A Spiritual Journey of Poems for Passiontide and Easter
by Jeanne Kun

Agony in the Garden of Gethsemane, by El Greco 1541-1614
Gethsemane

Watch and pray that you may not enter into temptation. 
 —Matthew 26:41

What battles you fought (and won!)
that night beneath the shadows of Gethsemane
as the trio of your close companions
slept on in ignorance and sorrow.
(Job, too, knew scant comfort
from those three friends who came 
to sit beside him in his trials.)

There your soul was tormented and twisted
like the gnarled trunks of the olive trees standing watch
(what sacred secrets they witnessed
and still keep in silver-leafed silence)
as Satan seized that opportune time
(long awaited since his failures in the wilderness) 
to test and try you once again.

Your sweat fell
(wrung and pressed from you in anguish
like the oil running down the olive press nearby),
mingled with those first drops of your blood
that was before long to run so freely from your veins.

Terror and distress 
must have taunted and mocked your resolve
and made a tight knot in your stomach
as you anticipated and recoiled 
from the pain and agony soon to come to you.
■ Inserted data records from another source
//! The command surface of the backing key-value store.
//!
//! The swarm store needs very little from the store:
//!
//! - Hash-style write, read and delete of a peer record by key. A write
//!   always carries every field, so it overwrites the whole record.
//! - Set-style add, remove and list of the members of a peer set.
//! - An expiry on peer records.
//! - A cheap liveness probe, used by the [pool](crate::swarm::pool) when it
//!   hands out a connection it had kept idle.
//!
//! A [`Connector`] dials new connections and a [`Connection`] runs commands.
//! Writes are grouped in a [`WriteBatch`] so that a driver can send them in a
//! single round trip.
//!
//! There are two drivers:
//!
//! - [`redis`]: the production driver.
//! - [`memory`]: an in-process store for development and tests.
pub mod memory;
pub mod redis;

use std::collections::BTreeMap;
use std::time::Duration;

use torrust_tracker_primitives::StoreDriver;

use super::error::Error;

/// A peer record as stored: a flat field to value map.
pub type Record = BTreeMap<String, String>;

/// Dials new connections to the store.
pub trait Connector: Send + Sync + 'static {
    type Connection: Connection;

    fn driver(&self) -> StoreDriver;

    /// Opens a new connection.
    ///
    /// # Errors
    ///
    /// Will return a connection [`Error`] if the store cannot be reached
    /// within the dial timeout.
    fn dial(&self) -> Result<Self::Connection, Error>;
}

/// A single connection to the store. It is only used by one operation at a
/// time.
#[cfg_attr(test, mockall::automock)]
pub trait Connection: Send + 'static {
    /// The liveness probe.
    ///
    /// # Errors
    ///
    /// Will return `Err` if the store does not answer.
    fn ping(&mut self) -> Result<(), Error>;

    /// Sends every write of the batch in one round trip. Writes are applied
    /// in order. A write the store rejects does not stop the following ones,
    /// atomic batch or not. If the connection fails midway, the writes that
    /// reached the store stay applied unless the batch is atomic.
    ///
    /// # Errors
    ///
    /// Will return `Err` if a write was rejected or the connection failed.
    /// Some writes of the batch may have been applied anyway.
    fn write(&mut self, batch: &WriteBatch) -> Result<(), Error>;

    /// Lists the members of a set. A missing set has no members.
    ///
    /// # Errors
    ///
    /// Will return `Err` if the command fails or the key does not hold a set.
    fn members(&mut self, set: &str) -> Result<Vec<String>, Error>;

    /// Reads several records in one round trip. The result has one entry per
    /// key, in the same order, `None` for the keys holding no record.
    ///
    /// # Errors
    ///
    /// Will return `Err` if a command fails or a key does not hold a record.
    fn read_records(&mut self, keys: &[String]) -> Result<Vec<Option<Record>>, Error>;

    /// Whether the driver knows the connection cannot be used anymore. It
    /// must not do any I/O.
    fn is_broken(&self) -> bool;
}

/// A single write command.
#[derive(Debug, Clone, PartialEq, Eq)]
pub enum Write {
    /// Sets every field of a record.
    PutRecord { key: String, fields: Vec<(String, String)> },
    /// Sets the time to live of a record.
    ExpireRecord { key: String, ttl: Duration },
    /// Deletes a record. Deleting a missing record is not an error.
    DeleteRecord { key: String },
    /// Adds a member to a set, creating the set if needed.
    AddMember { set: String, member: String },
    /// Removes a member from a set. Removing a missing member is not an error.
    RemoveMember { set: String, member: String },
}

/// Writes sent together in one round trip.
#[derive(Debug, Clone, Default, PartialEq, Eq)]
pub struct WriteBatch {
    writes: Vec<Write>,
    atomic: bool,
}

impl WriteBatch {
    /// An empty batch. When `atomic` is set the driver sends it as a
    /// transaction: nothing is applied unless the whole batch reaches the
    /// store. A write the store rejects while running the transaction does
    /// not undo the others.
    #[must_use]
    pub fn new(atomic: bool) -> Self {
        Self {
            writes: vec![],
            atomic,
        }
    }

    pub fn put_record(&mut self, key: String, fields: Vec<(String, String)>) -> &mut Self {
        self.writes.push(Write::PutRecord { key, fields });
        self
    }

    pub fn expire_record(&mut self, key: String, ttl: Duration) -> &mut Self {
        self.writes.push(Write::ExpireRecord { key, ttl });
        self
    }

    pub fn delete_record(&mut self, key: String) -> &mut Self {
        self.writes.push(Write::DeleteRecord { key });
        self
    }

    pub fn add_member(&mut self, set: String, member: String) -> &mut Self {
        self.writes.push(Write::AddMember { set, member });
        self
    }

    pub fn remove_member(&mut self, set: String, member: String) -> &mut Self {
        self.writes.push(Write::RemoveMember { set, member });
        self
    }

    #[must_use]
    pub fn is_atomic(&self) -> bool {
        self.atomic
    }

    #[must_use]
    pub fn len(&self) -> usize {
        self.writes.len()
    }

    #[must_use]
    pub fn is_empty(&self) -> bool {
        self.writes.is_empty()
    }

    pub fn iter(&self) -> std::slice::Iter<'_, Write> {
        self.writes.iter()
    }
}

impl<'a> IntoIterator for &'a WriteBatch {
    type Item = &'a Write;
    type IntoIter = std::slice::Iter<'a, Write>;

    fn into_iter(self) -> Self::IntoIter {
        self.iter()
    }
}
As you knelt in earnest prayer
(so full of dread, yet in determined obedience)
did you first feel
that your Father’s heart 
was as merciless and unyielding 
as the cold rock you leaned against?

And yet you won through those fearful hours
and the temptations that laid siege to you,
strengthened by an angel
(who surely trembled at the horror—and the privilege— 
of being sent on such mission)
till all that remained was to drink to the dregs
the cup you willingly took up,
now sure it was not to be removed from you,
holding fast to your Father’s will
that all (I, too) might be restored to him.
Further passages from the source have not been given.